Posted: May 21, 2015 by Nell in Dating, Self Help/ Motivation
Tags: , , , , ,

Dating counsel



I’ve been meaning to write on this subject for years. Back in 2011, I wrote something similar in reference to the possibilities of your friends ruining your relationship. This time around I decided to speak on it again. I think it’s very imperative for people to seek sound advice from the right dating counsel. Choosing the wrong dating counsel for advice could be detrimental to your love life.

How Thorough Is Your Dating Counsel?

Let’s be real, there are a lot of people who seek dating advice from friends, family, and loved ones. Some people even branch out and seek advice from therapist, dating coaches, and authors. I don’t believe they’re wrong in doing so, because I believe if we aren’t supposed to seek advice for a dilemma, we would already have 100% assertiveness in our mind regarding it. For example, not many adults are seeking advice on how to tie their shoe strings. I would think most adults have that figured out already. However, when it comes to things such as health, finances, and dating, human beings tend to seek outside sources. While I don’t see an issue with seeking outside sources for dating advice, the advice given could be problematic.

I remember a few years back when I was heavy into dating, women would state to me that they have discussions with their male friends, regarding me. I understood why they would consult a male friend regarding advice for me since we share the same gender. However, in my opinion, they were better off seeking advice from someone who can give advice from an objective standpoint. Friends, especially male friends for women, tend to give advice from a subjective standpoint. Of course they’re going to look out for the best interest of their friend, but sometimes in doing so they give the wrong advice. With male friends for a woman, it’s a little different. The guy just may be a platonic male friend who plays the bigger or little brother role. However, sometimes the male friend can have a hidden agenda and secretly want the woman romantically for himself. If the latter is the circumstance, he more than likely will not give the woman advice that will lead to her and the other guy connecting further. I like to call these guys haters, but there are other words that can be used to describe them.

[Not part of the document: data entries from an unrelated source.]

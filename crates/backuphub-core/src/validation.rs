//! Cron expression validation and normalization.
//!
//! Operators write standard five-field expressions (`min hour dom month dow`).
//! Six-field expressions with a leading seconds field and `@` shortcuts such
//! as `@daily` are accepted too. The scheduler always receives the six-field
//! form.

use croner::Cron;
use croner::parser::{CronParser, Seconds};

/// Whether `expression` is a well-formed cron expression.
///
/// Pure and deterministic; no side effects.
pub fn validate_cron_expression(expression: &str) -> bool {
    parse_schedule(expression).is_some()
}

/// Rewrite a valid expression into the six-field form (seconds first).
///
/// Returns `None` for malformed input.
pub fn normalize_cron_expression(expression: &str) -> Option<String> {
    parse_schedule(expression)?;

    let trimmed = expression.trim();
    if trimmed.starts_with('@') {
        return Some(trimmed.to_string());
    }

    let fields: Vec<&str> = trimmed.split_whitespace().collect();
    match fields.len() {
        5 => Some(format!("0 {}", fields.join(" "))),
        _ => Some(fields.join(" ")),
    }
}

/// Parses with the same settings the scheduler uses, so anything accepted
/// here is also accepted when the job is registered.
fn parse_schedule(expression: &str) -> Option<Cron> {
    let parser = CronParser::builder().seconds(Seconds::Required).build();
    let trimmed = expression.trim();
    if trimmed.starts_with('@') {
        return parser.parse(trimmed).ok();
    }

    let fields: Vec<&str> = trimmed.split_whitespace().collect();
    let candidate = match fields.len() {
        5 => format!("0 {}", fields.join(" ")),
        6 => fields.join(" "),
        _ => return None,
    };

    parser.parse(&candidate).ok()
}

#[cfg(test)]
mod tests {
    use super::*;

    #[test]
    fn test_accepts_standard_five_field() {
        assert!(validate_cron_expression("0 2 * * *"));
        assert!(validate_cron_expression("*/15 * * * *"));
        assert!(validate_cron_expression("30 4 1 * *"));
    }

    #[test]
    fn test_accepts_six_field_and_shortcuts() {
        assert!(validate_cron_expression("0 0 3 * * *"));
        assert!(validate_cron_expression("@daily"));
    }

    #[test]
    fn test_accepts_sunday_and_weekday_ranges() {
        assert!(validate_cron_expression("0 2 * * 0"));
        assert!(validate_cron_expression("0 2 * * 0-6"));
        assert!(validate_cron_expression("0 2 * * 7"));
        assert!(validate_cron_expression("0 2 * * 1-5"));
        assert_eq!(
            normalize_cron_expression("0 2 * * 0").as_deref(),
            Some("0 0 2 * * 0")
        );
    }

    #[test]
    fn test_rejects_malformed() {
        assert!(!validate_cron_expression("* * *"));
        assert!(!validate_cron_expression("not-a-cron"));
        assert!(!validate_cron_expression(""));
        assert!(!validate_cron_expression("61 2 * * *"));
        assert!(!validate_cron_expression("0 25 * * *"));
        assert!(!validate_cron_expression("* * * * * * * *"));
    }

    #[test]
    fn test_validation_is_deterministic() {
        for _ in 0..3 {
            assert!(validate_cron_expression("0 2 * * *"));
            assert!(!validate_cron_expression("* * *"));
        }
    }

    #[test]
    fn test_normalize_prepends_seconds() {
        assert_eq!(
            normalize_cron_expression("0 2 * * *").as_deref(),
            Some("0 0 2 * * *")
        );
        assert_eq!(
            normalize_cron_expression("  0   0 3 * * * ").as_deref(),
            Some("0 0 3 * * *")
        );
        assert_eq!(normalize_cron_expression("not-a-cron"), None);
    }
}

Your friends and family can also be bad sources to seek for dating advice. Once again, it points back to the ability to give objective advice rather than subjective. Your family and friends genuinely care for you, so they’re more than likely are going to give you advice from a protective point of view. While some people may disagree with what I’m about to say, the reality is some people have family and friends who don’t want to see them happy in terms of romance. If they’re single or having trouble with finding a mate, they very well may want you to remain single along with them. Being involved romantically cuts the free time you had when you were single in half, sometimes. That means your family and friends will be spending less time with you, and some people of your loved ones may not be fans of a shortage of quality time spent with you. Be careful with seeking dating or relationship advice from friends. Sometimes the advice is sound and helpful, but sometimes their advice could put out the flames on a potentially great love connection.

Dating coaches, therapist, and authors are capable of giving you advice from an objective standpoint. They don’t have as much of a connection to you as your loved ones do, so their advice may be more objective. However, there are some dating coaches, therapist, and authors that give advice from a subjective standpoint. Maybe their subjectivity is due to a similar dating experience they went through. Maybe they have a friend or relative going through the same. One important thing to remember when seeking advice from dating coaches, therapist, and authors is their advice comes in exchange for currency. The involvement of money can make their advice to you more subjective than objective, because they want to please you as a customer or client. Telling you exactly what you want to hear or stroking your ego brings you back for more advice. Just like family, you can’t take every dating coach, therapist, or author’s advice for gospel.

The key with seeking dating counsel is to go with whichever person provides the most objective advice. The person who doesn’t pick sides or always take up for you is probably the second best person to seek dating advice from. The best person to seek dating advice from is yourself, because in the end your choices are decisions are the ones you and your potential mate have to live with, as long as the two of you exist together. Choose your counsel wisely.